Wenn Straßen und Innenstädte in einem warmen, goldweißen Licht erstrahlen, dann ist die Quelle
dieses Lichts in der Regel eine Natriumdampf-Hochdrucklampe. In mindestens zwei von drei Leuchten stecken Niob-Präzisionsbauteile von Heraeus. Damit die Hochdrucklampen Licht erzeugen, bedarf es einer Gasentladung. Diese findet in einem dünnen Keramik-Entladungsrohr im Inneren des Lampenkörpers zwischen zwei Elektroden statt.

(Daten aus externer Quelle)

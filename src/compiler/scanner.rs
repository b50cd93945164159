//! Lexical scanner, producing one `Token` at a time on demand.

use crate::compiler::token::{Token, TokenKind};

pub struct Scanner<'src> {
    source: &'src str,
    bytes: &'src [u8],
    start: usize,
    current: usize,
    line: u32,
    unterminated_comment: bool,
}

impl<'src> Scanner<'src> {
    pub fn new(source: &'src str) -> Self {
        Self {
            source,
            bytes: source.as_bytes(),
            start: 0,
            current: 0,
            line: 1,
            unterminated_comment: false,
        }
    }

    pub fn scan_token(&mut self) -> Token<'src> {
        self.skip_whitespace_and_comments();
        self.start = self.current;

        if self.unterminated_comment {
            self.unterminated_comment = false;
            return self.error_token("Unterminated block comment.");
        }

        if self.is_at_end() {
            return self.make_token(TokenKind::Eof);
        }

        let c = self.advance();
        if is_alpha(c) {
            return self.identifier();
        }
        if c.is_ascii_digit() {
            return self.number();
        }

        match c {
            b'(' => self.make_token(TokenKind::LeftParen),
            b')' => self.make_token(TokenKind::RightParen),
            b'{' => self.make_token(TokenKind::LeftBrace),
            b'}' => self.make_token(TokenKind::RightBrace),
            b';' => self.make_token(TokenKind::Semicolon),
            b',' => self.make_token(TokenKind::Comma),
            b'.' => self.make_token(TokenKind::Dot),
            b'-' => self.make_token(TokenKind::Minus),
            b'+' => self.make_token(TokenKind::Plus),
            b'/' => self.make_token(TokenKind::Slash),
            b'*' => self.make_token(TokenKind::Star),
            b'!' => {
                let kind = if self.matches(b'=') {
                    TokenKind::BangEqual
                } else {
                    TokenKind::Bang
                };
                self.make_token(kind)
            }
            b'=' => {
                let kind = if self.matches(b'=') {
                    TokenKind::EqualEqual
                } else {
                    TokenKind::Equal
                };
                self.make_token(kind)
            }
            b'<' => {
                let kind = if self.matches(b'=') {
                    TokenKind::LessEqual
                } else {
                    TokenKind::Less
                };
                self.make_token(kind)
            }
            b'>' => {
                let kind = if self.matches(b'=') {
                    TokenKind::GreaterEqual
                } else {
                    TokenKind::Greater
                };
                self.make_token(kind)
            }
            b'"' => self.string(),
            _ => self.error_token("Unexpected character."),
        }
    }

    fn identifier(&mut self) -> Token<'src> {
        while !self.is_at_end() && (is_alpha(self.peek()) || self.peek().is_ascii_digit()) {
            self.advance();
        }
        let kind = keyword_kind(&self.source[self.start..self.current]);
        self.make_token(kind)
    }

    fn number(&mut self) -> Token<'src> {
        while !self.is_at_end() && self.peek().is_ascii_digit() {
            self.advance();
        }
        if !self.is_at_end() && self.peek() == b'.' && self.peek_next().is_ascii_digit() {
            self.advance();
            while !self.is_at_end() && self.peek().is_ascii_digit() {
                self.advance();
            }
        }
        self.make_token(TokenKind::Number)
    }

    fn string(&mut self) -> Token<'src> {
        while !self.is_at_end() && self.peek() != b'"' {
            if self.peek() == b'\n' {
                self.line += 1;
            }
            self.advance();
        }
        if self.is_at_end() {
            return self.error_token("Unterminated string.");
        }
        self.advance(); // closing quote
        self.make_token(TokenKind::String)
    }

    fn skip_whitespace_and_comments(&mut self) {
        loop {
            if self.is_at_end() {
                return;
            }
            match self.peek() {
                b' ' | b'\r' | b'\t' => {
                    self.advance();
                }
                b'\n' => {
                    self.line += 1;
                    self.advance();
                }
                b'/' if self.peek_next() == b'/' => {
                    while !self.is_at_end() && self.peek() != b'\n' {
                        self.advance();
                    }
                }
                b'/' if self.peek_next() == b'*' => {
                    self.skip_block_comment();
                }
                _ => return,
            }
        }
    }

    /// Nested `/* ... */` comments, matching what the book's challenge
    /// asks for. An unterminated block comment is reported at EOF rather
    /// than silently swallowing the rest of the file.
    fn skip_block_comment(&mut self) {
        self.advance(); // '/'
        self.advance(); // '*'
        let mut depth = 1;
        while depth > 0 {
            if self.is_at_end() {
                self.unterminated_comment = true;
                return;
            }
            if self.peek() == b'\n' {
                self.line += 1;
            }
            if self.peek() == b'/' && self.peek_next() == b'*' {
                self.advance();
                self.advance();
                depth += 1;
            } else if self.peek() == b'*' && self.peek_next() == b'/' {
                self.advance();
                self.advance();
                depth -= 1;
            } else {
                self.advance();
            }
        }
    }

    fn is_at_end(&self) -> bool {
        self.current >= self.bytes.len()
    }

    fn advance(&mut self) -> u8 {
        let c = self.bytes[self.current];
        self.current += 1;
        c
    }

    fn matches(&mut self, expected: u8) -> bool {
        if self.is_at_end() || self.bytes[self.current] != expected {
            return false;
        }
        self.current += 1;
        true
    }

    fn peek(&self) -> u8 {
        self.bytes[self.current]
    }

    fn peek_next(&self) -> u8 {
        if self.current + 1 >= self.bytes.len() {
            0
        } else {
            self.bytes[self.current + 1]
        }
    }

    fn make_token(&self, kind: TokenKind) -> Token<'src> {
        Token {
            kind,
            lexeme: &self.source[self.start..self.current],
            line: self.line,
        }
    }

    fn error_token(&self, message: &'static str) -> Token<'src> {
        Token {
            kind: TokenKind::Error,
            lexeme: message,
            line: self.line,
        }
    }
}

fn is_alpha(c: u8) -> bool {
    c.is_ascii_alphabetic() || c == b'_'
}

fn keyword_kind(text: &str) -> TokenKind {
    match text {
        "and" => TokenKind::And,
        "class" => TokenKind::Class,
        "else" => TokenKind::Else,
        "false" => TokenKind::False,
        "for" => TokenKind::For,
        "fun" => TokenKind::Fun,
        "if" => TokenKind::If,
        "nil" => TokenKind::Nil,
        "or" => TokenKind::Or,
        "print" => TokenKind::Print,
        "return" => TokenKind::Return,
        "super" => TokenKind::Super,
        "this" => TokenKind::This,
        "true" => TokenKind::True,
        "var" => TokenKind::Var,
        "while" => TokenKind::While,
        _ => TokenKind::Identifier,
    }
}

Die Elektrodenanschlüsse bestehen aus Niob-
1%-Zirkonium-Legierungen. Die Vorteile der Niob- Legierung liegen in der hohen Temperaturbeständigkeit – in der Lampe treten Temperaturen bis 1000 °C auf –, in der Beständigkeit gegen Natrium, das sich im Innenraum des Entladungsrohres befindet, sowie in der geringen Ausdehnung zum Keramik-Brennerrohr der Lampen. Die Herstellung der Millimeter kleinen Niob-Bauteilchen ist Präzisionsarbeit. Heraeus fertigt diese Bauteile vom Schmelzen der Legierung im Elektronenstrahlofen bis hin zum Geradeausziehen, Fließpressen, Prägen und Stauchen.